== What you need to do ==
Nothing but the lines holding the string "usize" should appear in the answer. Copy them from the entries.

== Stored data ==
= = = = =

//! End-to-end analysis of one activity export.

use crate::config::AnalysisConfig;
use crate::error::{AnalysisError, Result, ResultExt};
use crate::ingest::load_table;
use crate::metrics::{
    avg_pace_by_weekday, best_performances, descriptive_matrix, totals, yearly_stats,
};
use crate::report::{AnalysisReport, Value};
use crate::series::{histogram, series_with_moving_average};
use crate::types::NormalizedTable;
use std::path::Path;
use std::time::Instant;
use tracing::{debug, error, info, warn};

/// Runs every view over a dataset with one validated configuration.
///
/// The analyzer holds no per-dataset state; one instance may serve any number
/// of datasets, from any number of threads.
#[derive(Debug, Clone, Default)]
pub struct Analyzer {
    config: AnalysisConfig,
}

static_assertions::assert_impl_all!(Analyzer: Send, Sync);

impl Analyzer {
    /// Create an analyzer after validating `config`.
    pub fn new(config: AnalysisConfig) -> Result<Self> {
        config.validate()?;
        Ok(Self { config })
    }

    pub fn config(&self) -> &AnalysisConfig {
        &self.config
    }

    /// Parse CSV content and compute the full report.
    ///
    /// # Errors
    ///
    /// Fails on unreadable CSV, an absent required column, an unparseable
    /// timestamp, or a view whose required columns are missing.
    pub fn analyze(&self, content: &str) -> Result<AnalysisReport> {
        let start = Instant::now();
        info!("Loading activity data...");
        let table = match load_table(content) {
            Ok(table) => table,
            Err(e) => {
                error!("Analysis error: {}", e);
                return Err(e);
            }
        };
        debug!("Loaded in {:?}", start.elapsed());

        let result = self.analyze_table(&table);
        match &result {
            Ok(_) => info!(
                "Analysis of {} rows completed in {:?}",
                table.len(),
                start.elapsed()
            ),
            Err(e) => error!("Analysis error: {}", e),
        }
        result
    }

    /// Read a CSV file and analyze it.
    pub fn analyze_file(&self, path: impl AsRef<Path>) -> Result<AnalysisReport> {
        let path = path.as_ref();
        let content = std::fs::read_to_string(path)
            .map_err(AnalysisError::from)
            .context(format!("Failed to read {}", path.display()))?;
        self.analyze(&content)
    }

    /// Compute every view over an already normalized table.
    pub fn analyze_table(&self, table: &NormalizedTable) -> Result<AnalysisReport> {
        let config = &self.config;
        if table.is_empty() {
            warn!("Export has no activity rows; views will be empty");
        }

        let stage = Instant::now();
        info!("Step 1: Computing descriptive matrix...");
        let desc_matrix = descriptive_matrix(table, &config.desc_matrix_columns)
            .context("Error computing descriptive matrix")?;
        debug!("{} rows in {:?}", desc_matrix.rows.len(), stage.elapsed());

        info!("Step 2: Averaging pace by weekday...");
        let avg_pace_day_week =
            avg_pace_by_weekday(table).context("Error computing weekday paces")?;

        info!("Step 3: Computing totals...");
        let totals = totals(table).context("Error computing totals")?;

        let stage = Instant::now();
        info!("Step 4: Computing yearly statistics...");
        let yearly_statistics = yearly_stats(table, &config.yearly_stats_columns);
        debug!("{} fields in {:?}", yearly_statistics.len(), stage.elapsed());

        info!("Step 5: Building histograms...");
        let histogram_data = histogram(table, &config.histogram_columns, config.histogram_bins);

        info!("Step 6: Building moving-average series...");
        let time_series_data =
            series_with_moving_average(table).context("Error generating moving average data")?;

        info!("Step 7: Ranking best performances...");
        let best_perf =
            best_performances(table, &config.target_distances, config.distance_tolerance);

        Ok(AnalysisReport {
            desc_matrix,
            avg_pace_day_week,
            totals,
            yearly_statistics,
            histogram_data,
            time_series_data,
            best_perf,
        })
    }
}

/// Analyze CSV content with `config` and return the sanitized report tree.
pub fn analyze(content: &str, config: &AnalysisConfig) -> Result<Value> {
    let analyzer = Analyzer::new(config.clone())?;
    Ok(analyzer.analyze(content)?.into_value())
}
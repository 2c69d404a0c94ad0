//! Running Activity Analysis Library
//!
//! Summary statistics, trends and best efforts computed from a running-activity
//! CSV export (Garmin Connect layout), built with Rust and Polars.
//!
//! # Overview
//!
//! One uploaded export is parsed into a normalized table once; every view is then a
//! pure function of that table:
//!
//! - **Descriptive matrix**: count, mean, std, quartiles per field plus the mean pace
//! - **Weekday paces**: mean pace per day of the week
//! - **Totals**: total calories and total distance
//! - **Yearly statistics**: mean/std/min/max per year for each field
//! - **Histograms**: equal-width bins for distribution charts
//! - **Moving averages**: 30-run trailing averages of heart rate and pace
//! - **Best performances**: the three fastest runs at each race distance
//!
//! The assembled report is sanitized before serialization so the JSON output never
//! contains NaN or infinities.
//!
//! # Quick Start
//!
//! ```rust,ignore
//! use run_analyzer::{AnalysisConfig, Analyzer};
//!
//! let config = AnalysisConfig::builder()
//!     .target_distances(vec![5.0, 10.0, 21.1])
//!     .build()?;
//!
//! let report = Analyzer::new(config)?.analyze_file("Activities.csv")?;
//! println!("{}", report.to_json_pretty()?);
//! ```
//!
//! # Errors
//!
//! Structural problems (a bad timestamp, a column a view strictly needs) fail the
//! whole analysis with an [`AnalysisError`] carrying a stable
//! [`error_code`](AnalysisError::error_code). Optional per-field views (yearly
//! statistics, histograms) instead report `{"error": "<label> not found in dataset"}`
//! for the offending label only.

pub mod analyzer;
pub mod config;
pub mod error;
pub mod ingest;
pub mod metrics;
pub mod report;
pub mod series;
pub mod types;
pub mod utils;

#[cfg(test)]
mod test_utils;

// Re-exports for convenient access
pub use analyzer::{Analyzer, analyze};
pub use config::{AnalysisConfig, AnalysisConfigBuilder, ConfigValidationError};
pub use error::{AnalysisError, Result as AnalysisResult, ResultExt};
pub use ingest::{load_raw, load_table, normalize, parse_timestamp};
pub use metrics::{
    avg_pace_by_weekday, best_performances, descriptive_matrix, totals, yearly_stats,
};
pub use report::{AnalysisReport, Value, contains_non_finite, sanitize};
pub use series::{histogram, rolling_mean, series_with_moving_average};
pub use types::{
    BestPerformances, DescriptiveMatrix, DescriptiveRow, Field, FieldOutcome, Histogram,
    MovingAverageSeries, NormalizedRecord, NormalizedTable, PerformanceRecord, RawDataset,
    RawRecord, TimeSeriesData, Totals, WeekdayPace, YearlyTable,
};
pub use utils::{format_duration, parse_duration};
use crate::types::{BestPerformances, NormalizedRecord, NormalizedTable, PerformanceRecord};
use std::cmp::Ordering;

/// How many runs are kept per target distance.
pub const TOP_RUNS: usize = 3;

/// The fastest runs (by average pace) whose distance lies within `tolerance`
/// of each target, bounds inclusive.
///
/// Runs with an unknown pace sort after every known pace; ties keep file order.
/// A target listed twice is reported once.
pub fn best_performances(
    table: &NormalizedTable,
    targets: &[f64],
    tolerance: f64,
) -> Vec<BestPerformances> {
    let mut result: Vec<BestPerformances> = Vec::with_capacity(targets.len());
    for &target in targets {
        if result.iter().any(|b| b.distance == target) {
            continue;
        }

        let mut candidates: Vec<&NormalizedRecord> = table
            .records()
            .iter()
            .filter(|r| {
                r.raw
                    .distance
                    .is_some_and(|d| d >= target - tolerance && d <= target + tolerance)
            })
            .collect();
        candidates.sort_by(|a, b| compare_pace(a.avg_pace_secs, b.avg_pace_secs));

        let runs = candidates
            .into_iter()
            .take(TOP_RUNS)
            .filter_map(performance_record)
            .collect();
        result.push(BestPerformances {
            distance: target,
            runs,
        });
    }
    result
}

fn compare_pace(a: Option<f64>, b: Option<f64>) -> Ordering {
    match (a, b) {
        (Some(a), Some(b)) => a.total_cmp(&b),
        (Some(_), None) => Ordering::Less,
        (None, Some(_)) => Ordering::Greater,
        (None, None) => Ordering::Equal,
    }
}

fn performance_record(record: &NormalizedRecord) -> Option<PerformanceRecord> {
    Some(PerformanceRecord {
        date: record.timestamp,
        distance: record.raw.distance?,
        time: record.raw.time.clone(),
        avg_pace: record.raw.avg_pace.clone(),
    })
}
use super::stats::{StatsAccumulator, percentile, sorted};
use crate::error::{AnalysisError, Result};
use crate::types::{DescriptiveMatrix, DescriptiveRow, Field, NormalizedTable};
use crate::utils::format_duration;

/// Label of the synthetic row carrying the formatted mean pace.
pub const MEAN_PACE_LABEL: &str = "Average Pace (HH:MM:SS.ss)";

/// Count, mean, sample std, min, quartiles and max for each requested field,
/// followed by the formatted mean pace.
///
/// # Errors
///
/// `MissingField` listing every requested label the table cannot provide.
pub fn descriptive_matrix(table: &NormalizedTable, columns: &[String]) -> Result<DescriptiveMatrix> {
    let mut fields = Vec::with_capacity(columns.len());
    let mut missing = Vec::new();
    for label in columns {
        match table.resolve(label) {
            Some(field) => fields.push((label, field)),
            None => missing.push(label.clone()),
        }
    }
    if !missing.is_empty() {
        return Err(AnalysisError::MissingField(missing));
    }

    let rows = fields
        .into_iter()
        .map(|(label, field)| describe(label, &table.known_values(field)))
        .collect();

    let mean_pace = if table.has_field(Field::AvgPaceSecs) {
        let pace: StatsAccumulator = table.known_values(Field::AvgPaceSecs).into_iter().collect();
        match pace.mean() {
            Some(mean) => Some(format_duration(mean)?),
            None => Some(String::new()),
        }
    } else {
        None
    };

    Ok(DescriptiveMatrix { rows, mean_pace })
}

/// Summarise the known values of one field.
pub fn describe(label: &str, values: &[f64]) -> DescriptiveRow {
    let acc: StatsAccumulator = values.iter().copied().collect();
    let sorted = sorted(values);

    DescriptiveRow {
        label: label.to_string(),
        count: acc.count(),
        mean: acc.mean(),
        std: acc.std(),
        min: acc.min(),
        p25: percentile(&sorted, 25.0),
        p50: percentile(&sorted, 50.0),
        p75: percentile(&sorted, 75.0),
        max: acc.max(),
    }
}
//! Derivation of calendar, unit and pace features.

use super::datetime::parse_timestamp;
use crate::error::{AnalysisError, Result};
use crate::series::{MOVING_AVERAGE_WINDOW, rolling_mean};
use crate::types::{
    KM_PER_MILE, NormalizedRecord, NormalizedTable, REQUIRED_COLUMNS, RawDataset, RawRecord,
};
use crate::utils::parse_duration;
use chrono::{Datelike, Timelike};
use tracing::debug;

/// Turn raw records into the normalized table.
///
/// # Errors
///
/// `DataFormat` when a required column is absent or any row's timestamp cannot
/// be parsed. No partial table is ever returned.
pub fn normalize(raw: RawDataset) -> Result<NormalizedTable> {
    let RawDataset { records, columns } = raw;

    let missing: Vec<&str> = REQUIRED_COLUMNS
        .iter()
        .copied()
        .filter(|c| !columns.contains(*c))
        .collect();
    if !missing.is_empty() {
        return Err(AnalysisError::DataFormat(format!(
            "Missing required columns: {}",
            missing.join(", ")
        )));
    }

    let mut normalized = records
        .into_iter()
        .enumerate()
        .map(|(idx, record)| normalize_record(idx, record))
        .collect::<Result<Vec<_>>>()?;

    let paces: Vec<Option<f64>> = normalized.iter().map(|r| r.avg_pace_secs).collect();
    let heart_rates: Vec<Option<f64>> = normalized.iter().map(|r| r.raw.avg_hr).collect();
    let pace_ma = rolling_mean(&paces, MOVING_AVERAGE_WINDOW);
    let hr_ma = rolling_mean(&heart_rates, MOVING_AVERAGE_WINDOW);

    for ((record, pace), hr) in normalized.iter_mut().zip(pace_ma).zip(hr_ma) {
        record.pace_ma_30 = pace;
        record.hr_ma_30 = hr;
    }

    debug!(
        "Normalized {} rows ({} export columns present)",
        normalized.len(),
        columns.len()
    );

    Ok(NormalizedTable::new(normalized, columns))
}

fn normalize_record(idx: usize, raw: RawRecord) -> Result<NormalizedRecord> {
    let timestamp = raw
        .date
        .as_deref()
        .and_then(parse_timestamp)
        .ok_or_else(|| {
            AnalysisError::DataFormat(format!(
                "Invalid or missing value in the 'Date' column at row {}: {:?}",
                idx + 1,
                raw.date.as_deref().unwrap_or("")
            ))
        })?;

    let distance_miles = raw.distance.map(|km| km / KM_PER_MILE);
    let time_secs = raw.time.as_deref().and_then(parse_duration);
    let avg_pace_secs = raw.avg_pace.as_deref().and_then(parse_duration);
    let best_pace_secs = raw.best_pace.as_deref().and_then(parse_duration);

    Ok(NormalizedRecord {
        timestamp,
        short_date: timestamp.date(),
        distance_miles,
        time_secs,
        avg_pace_secs,
        best_pace_secs,
        hour_of_day: timestamp.hour(),
        day_of_week: timestamp.weekday().num_days_from_monday(),
        month: timestamp.month(),
        month_year: timestamp.format("%Y-%m").to_string(),
        year: timestamp.year(),
        pace_ma_30: None,
        hr_ma_30: None,
        raw,
    })
}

= = = = =

== Task output ==
pub const TOP_RUNS: usize = 3;
fn normalize_record(idx: usize, raw: RawRecord) -> Result<NormalizedRecord> {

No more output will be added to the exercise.